→ ABOUT THIS EXERCISE
This exercise calls for an exact copy of the data below.

→ Entries taken from a collection
_ _ _
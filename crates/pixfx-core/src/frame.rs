//! Planar full-frame images.
//!
//! [`Frame`] is the in-memory stand-in for a host image: one `f32` plane
//! per channel of its [`ChannelLayout`]. It implements [`RowSource`] so
//! kernels can read from it, and [`Frame::write_row`] collects their
//! output.
//!
//! # Example
//!
//! ```rust
//! use pixfx_core::{Channel, ChannelLayout, ChannelSet, Frame, RowSource};
//!
//! let mut frame = Frame::new(4, 2, ChannelLayout::rgba()).unwrap();
//! frame.set(3, 1, Channel::RED, 0.5);
//!
//! // Requests past the right edge repeat the last column.
//! let row = frame.fetch_row(1, 2, 6, ChannelSet::RGB);
//! assert_eq!(row.channel(Channel::RED), &[0.0, 0.5, 0.5, 0.5]);
//! ```

use crate::channel::{Channel, ChannelLayout, ChannelSet};
use crate::error::{Error, Result};
use crate::row::{Row, RowSource};

/// Width and height of an image.
#[derive(Debug, Clone, Copy, PartialEq, Eq, Hash, Default)]
pub struct Format {
    /// Width in pixels
    pub width: u32,
    /// Height in pixels
    pub height: u32,
}

impl Format {
    /// Creates a format.
    #[inline]
    pub const fn new(width: u32, height: u32) -> Self {
        Self { width, height }
    }

    /// Pixel center of the format, `(width / 2, height / 2)`.
    #[inline]
    pub fn center(&self) -> [f32; 2] {
        [self.width as f32 / 2.0, self.height as f32 / 2.0]
    }

    /// Number of pixels.
    #[inline]
    pub const fn area(&self) -> usize {
        self.width as usize * self.height as usize
    }
}

/// A planar image: one plane of `width * height` samples per channel.
#[derive(Debug, Clone, PartialEq)]
pub struct Frame {
    format: Format,
    layout: ChannelLayout,
    planes: Vec<Vec<f32>>,
}

impl Frame {
    /// Creates a black frame.
    pub fn new(width: u32, height: u32, layout: ChannelLayout) -> Result<Self> {
        Self::filled(width, height, layout, &[0.0])
    }

    /// Creates a frame with channel `i` set to `values[i]`.
    ///
    /// The last value repeats for channels past the end of `values`.
    pub fn filled(width: u32, height: u32, layout: ChannelLayout, values: &[f32]) -> Result<Self> {
        let format = Self::check_format(width, height)?;
        let planes = (0..layout.len())
            .map(|c| {
                let v = values
                    .get(c)
                    .or_else(|| values.last())
                    .copied()
                    .unwrap_or(0.0);
                vec![v; format.area()]
            })
            .collect();
        Ok(Self {
            format,
            layout,
            planes,
        })
    }

    /// Creates a frame from existing planes, one per layout channel.
    pub fn from_planes(
        width: u32,
        height: u32,
        layout: ChannelLayout,
        planes: Vec<Vec<f32>>,
    ) -> Result<Self> {
        let format = Self::check_format(width, height)?;
        if planes.len() != layout.len() {
            return Err(Error::channel_mismatch(layout.len(), planes.len()));
        }
        if let Some(bad) = planes.iter().find(|p| p.len() != format.area()) {
            return Err(Error::buffer_size(format.area(), bad.len()));
        }
        Ok(Self {
            format,
            layout,
            planes,
        })
    }

    /// Creates a frame from interleaved samples (`RGBARGBA...`).
    pub fn from_interleaved(
        width: u32,
        height: u32,
        layout: ChannelLayout,
        data: &[f32],
    ) -> Result<Self> {
        let format = Self::check_format(width, height)?;
        let nch = layout.len();
        let expected = format
            .area()
            .checked_mul(nch)
            .ok_or_else(|| Error::invalid_dimensions(width, height, "sample count overflows"))?;
        if data.len() != expected {
            return Err(Error::buffer_size(expected, data.len()));
        }
        let planes = (0..nch)
            .map(|c| data.iter().skip(c).step_by(nch.max(1)).copied().collect())
            .collect();
        Self::from_planes(width, height, layout, planes)
    }

    fn check_format(width: u32, height: u32) -> Result<Format> {
        if width == 0 || height == 0 {
            return Err(Error::invalid_dimensions(width, height, "width and height must be > 0"));
        }
        if width > i32::MAX as u32 || height > i32::MAX as u32 {
            return Err(Error::invalid_dimensions(width, height, "exceeds i32 coordinate range"));
        }
        Ok(Format::new(width, height))
    }

    /// Width and height.
    #[inline]
    pub fn format(&self) -> Format {
        self.format
    }

    /// Channel layout.
    #[inline]
    pub fn channel_layout(&self) -> &ChannelLayout {
        &self.layout
    }

    /// Samples of `ch`, row-major.
    pub fn plane(&self, ch: Channel) -> Result<&[f32]> {
        self.layout.check(ch)?;
        Ok(&self.planes[ch.index()])
    }

    /// Mutable samples of `ch`, row-major.
    pub fn plane_mut(&mut self, ch: Channel) -> Result<&mut [f32]> {
        self.layout.check(ch)?;
        Ok(&mut self.planes[ch.index()])
    }

    /// Sample at `(x, y)`. Panics if out of range.
    #[inline]
    pub fn get(&self, x: u32, y: u32, ch: Channel) -> f32 {
        self.planes[ch.index()][self.offset(x, y)]
    }

    /// Sets the sample at `(x, y)`. Panics if out of range.
    #[inline]
    pub fn set(&mut self, x: u32, y: u32, ch: Channel, value: f32) {
        let idx = self.offset(x, y);
        self.planes[ch.index()][idx] = value;
    }

    #[inline]
    fn offset(&self, x: u32, y: u32) -> usize {
        assert!(x < self.format.width && y < self.format.height, "pixel ({x}, {y}) out of bounds");
        y as usize * self.format.width as usize + x as usize
    }

    /// Stores `channels` of `row` into scanline `y`.
    ///
    /// Columns of the row outside the frame, and rows outside the frame,
    /// are ignored.
    pub fn write_row(&mut self, y: i32, row: &Row, channels: ChannelSet) {
        if y < 0 || y >= self.format.height as i32 {
            return;
        }
        let x = row.x().max(0);
        let r = row.r().min(self.format.width as i32);
        if x >= r {
            return;
        }
        let base = y as usize * self.format.width as usize;
        for ch in (channels & self.layout.all()).iter() {
            let src = row.channel_span(ch, x, r);
            self.planes[ch.index()][base + x as usize..base + r as usize].copy_from_slice(src);
        }
    }

    /// Samples in interleaved order (`RGBARGBA...`).
    pub fn to_interleaved(&self) -> Vec<f32> {
        let mut out = Vec::with_capacity(self.format.area() * self.planes.len());
        for i in 0..self.format.area() {
            out.extend(self.planes.iter().map(|p| p[i]));
        }
        out
    }
}

impl RowSource for Frame {
    fn width(&self) -> u32 {
        self.format.width
    }

    fn height(&self) -> u32 {
        self.format.height
    }

    fn layout(&self) -> &ChannelLayout {
        &self.layout
    }

    fn fetch(&self, y: i32, x: i32, r: i32, channels: ChannelSet, row: &mut Row) {
        let width = self.format.width as usize;
        let max_x = self.format.width as i32 - 1;
        let sy = y.clamp(0, self.format.height as i32 - 1) as usize;

        for ch in (channels & self.layout.all()).iter() {
            let line = &self.planes[ch.index()][sy * width..(sy + 1) * width];
            let dst = row.writable_span(ch, x, r);
            for (d, col) in dst.iter_mut().zip(x..r) {
                *d = line[col.clamp(0, max_x) as usize];
            }
        }
    }
}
_ _ _
→ THE ANSWER
filename crates/pixfx-core/src/frame.rs
//! Planar full-frame images.
//!
//! [`Frame`] is the in-memory stand-in for a host image: one `f32` plane
//! per channel of its [`ChannelLayout`]. It implements [`RowSource`] so
//! kernels can read from it, and [`Frame::write_row`] collects their
//! output.
//!
//! # Example
//!
//! ```rust
//! use pixfx_core::{Channel, ChannelLayout, ChannelSet, Frame, RowSource};
//!
//! let mut frame = Frame::new(4, 2, ChannelLayout::rgba()).unwrap();
//! frame.set(3, 1, Channel::RED, 0.5);
//!
//! // Requests past the right edge repeat the last column.
//! let row = frame.fetch_row(1, 2, 6, ChannelSet::RGB);
//! assert_eq!(row.channel(Channel::RED), &[0.0, 0.5, 0.5, 0.5]);
//! ```

use crate::channel::{Channel, ChannelLayout, ChannelSet};
use crate::error::{Error, Result};
use crate::row::{Row, RowSource};

/// Width and height of an image.
#[derive(Debug, Clone, Copy, PartialEq, Eq, Hash, Default)]
pub struct Format {
    /// Width in pixels
    pub width: u32,
    /// Height in pixels
    pub height: u32,
}

impl Format {
    /// Creates a format.
    #[inline]
    pub const fn new(width: u32, height: u32) -> Self {
        Self { width, height }
    }

    /// Pixel center of the format, `(width / 2, height / 2)`.
    #[inline]
    pub fn center(&self) -> [f32; 2] {
        [self.width as f32 / 2.0, self.height as f32 / 2.0]
    }

    /// Number of pixels.
    #[inline]
    pub const fn area(&self) -> usize {
        self.width as usize * self.height as usize
    }
}

/// A planar image: one plane of `width * height` samples per channel.
#[derive(Debug, Clone, PartialEq)]
pub struct Frame {
    format: Format,
    layout: ChannelLayout,
    planes: Vec<Vec<f32>>,
}

impl Frame {
    /// Creates a black frame.
    pub fn new(width: u32, height: u32, layout: ChannelLayout) -> Result<Self> {
        Self::filled(width, height, layout, &[0.0])
    }

    /// Creates a frame with channel `i` set to `values[i]`.
    ///
    /// The last value repeats for channels past the end of `values`.
    pub fn filled(width: u32, height: u32, layout: ChannelLayout, values: &[f32]) -> Result<Self> {
        let format = Self::check_format(width, height)?;
        let planes = (0..layout.len())
            .map(|c| {
                let v = values
                    .get(c)
                    .or_else(|| values.last())
                    .copied()
                    .unwrap_or(0.0);
                vec![v; format.area()]
            })
            .collect();
        Ok(Self {
            format,
            layout,
            planes,
        })
    }

    /// Creates a frame from existing planes, one per layout channel.
    pub fn from_planes(
        width: u32,
        height: u32,
        layout: ChannelLayout,
        planes: Vec<Vec<f32>>,
    ) -> Result<Self> {
        let format = Self::check_format(width, height)?;
        if planes.len() != layout.len() {
            return Err(Error::channel_mismatch(layout.len(), planes.len()));
        }
        if let Some(bad) = planes.iter().find(|p| p.len() != format.area()) {
            return Err(Error::buffer_size(format.area(), bad.len()));
        }
        Ok(Self {
            format,
            layout,
            planes,
        })
    }

    /// Creates a frame from interleaved samples (`RGBARGBA...`).
    pub fn from_interleaved(
        width: u32,
        height: u32,
        layout: ChannelLayout,
        data: &[f32],
    ) -> Result<Self> {
        let format = Self::check_format(width, height)?;
        let nch = layout.len();
        let expected = format
            .area()
            .checked_mul(nch)
            .ok_or_else(|| Error::invalid_dimensions(width, height, "sample count overflows"))?;
        if data.len() != expected {
            return Err(Error::buffer_size(expected, data.len()));
        }
        let planes = (0..nch)
            .map(|c| data.iter().skip(c).step_by(nch.max(1)).copied().collect())
            .collect();
        Self::from_planes(width, height, layout, planes)
    }

    fn check_format(width: u32, height: u32) -> Result<Format> {
        if width == 0 || height == 0 {
            return Err(Error::invalid_dimensions(width, height, "width and height must be > 0"));
        }
        if width > i32::MAX as u32 || height > i32::MAX as u32 {
            return Err(Error::invalid_dimensions(width, height, "exceeds i32 coordinate range"));
        }
        Ok(Format::new(width, height))
    }

    /// Width and height.
    #[inline]
    pub fn format(&self) -> Format {
        self.format
    }

    /// Channel layout.
    #[inline]
    pub fn channel_layout(&self) -> &ChannelLayout {
        &self.layout
    }

    /// Samples of `ch`, row-major.
    pub fn plane(&self, ch: Channel) -> Result<&[f32]> {
        self.layout.check(ch)?;
        Ok(&self.planes[ch.index()])
    }

    /// Mutable samples of `ch`, row-major.
    pub fn plane_mut(&mut self, ch: Channel) -> Result<&mut [f32]> {
        self.layout.check(ch)?;
        Ok(&mut self.planes[ch.index()])
    }

    /// Sample at `(x, y)`. Panics if out of range.
    #[inline]
    pub fn get(&self, x: u32, y: u32, ch: Channel) -> f32 {
        self.planes[ch.index()][self.offset(x, y)]
    }

    /// Sets the sample at `(x, y)`. Panics if out of range.
    #[inline]
    pub fn set(&mut self, x: u32, y: u32, ch: Channel, value: f32) {
        let idx = self.offset(x, y);
        self.planes[ch.index()][idx] = value;
    }

    #[inline]
    fn offset(&self, x: u32, y: u32) -> usize {
        assert!(x < self.format.width && y < self.format.height, "pixel ({x}, {y}) out of bounds");
        y as usize * self.format.width as usize + x as usize
    }

    /// Stores `channels` of `row` into scanline `y`.
    ///
    /// Columns of the row outside the frame, and rows outside the frame,
    /// are ignored.
    pub fn write_row(&mut self, y: i32, row: &Row, channels: ChannelSet) {
        if y < 0 || y >= self.format.height as i32 {
            return;
        }
        let x = row.x().max(0);
        let r = row.r().min(self.format.width as i32);
        if x >= r {
            return;
        }
        let base = y as usize * self.format.width as usize;
        for ch in (channels & self.layout.all()).iter() {
            let src = row.channel_span(ch, x, r);
            self.planes[ch.index()][base + x as usize..base + r as usize].copy_from_slice(src);
        }
    }

    /// Samples in interleaved order (`RGBARGBA...`).
    pub fn to_interleaved(&self) -> Vec<f32> {
        let mut out = Vec::with_capacity(self.format.area() * self.planes.len());
        for i in 0..self.format.area() {
            out.extend(self.planes.iter().map(|p| p[i]));
        }
        out
    }
}

impl RowSource for Frame {
    fn width(&self) -> u32 {
        self.format.width
    }

    fn height(&self) -> u32 {
        self.format.height
    }

    fn layout(&self) -> &ChannelLayout {
        &self.layout
    }

    fn fetch(&self, y: i32, x: i32, r: i32, channels: ChannelSet, row: &mut Row) {
        let width = self.format.width as usize;
        let max_x = self.format.width as i32 - 1;
        let sy = y.clamp(0, self.format.height as i32 - 1) as usize;

        for ch in (channels & self.layout.all()).iter() {
            let line = &self.planes[ch.index()][sy * width..(sy + 1) * width];
            let dst = row.writable_span(ch, x, r);
            for (d, col) in dst.iter_mut().zip(x..r) {
                *d = line[col.clamp(0, max_x) as usize];
            }
        }
    }
}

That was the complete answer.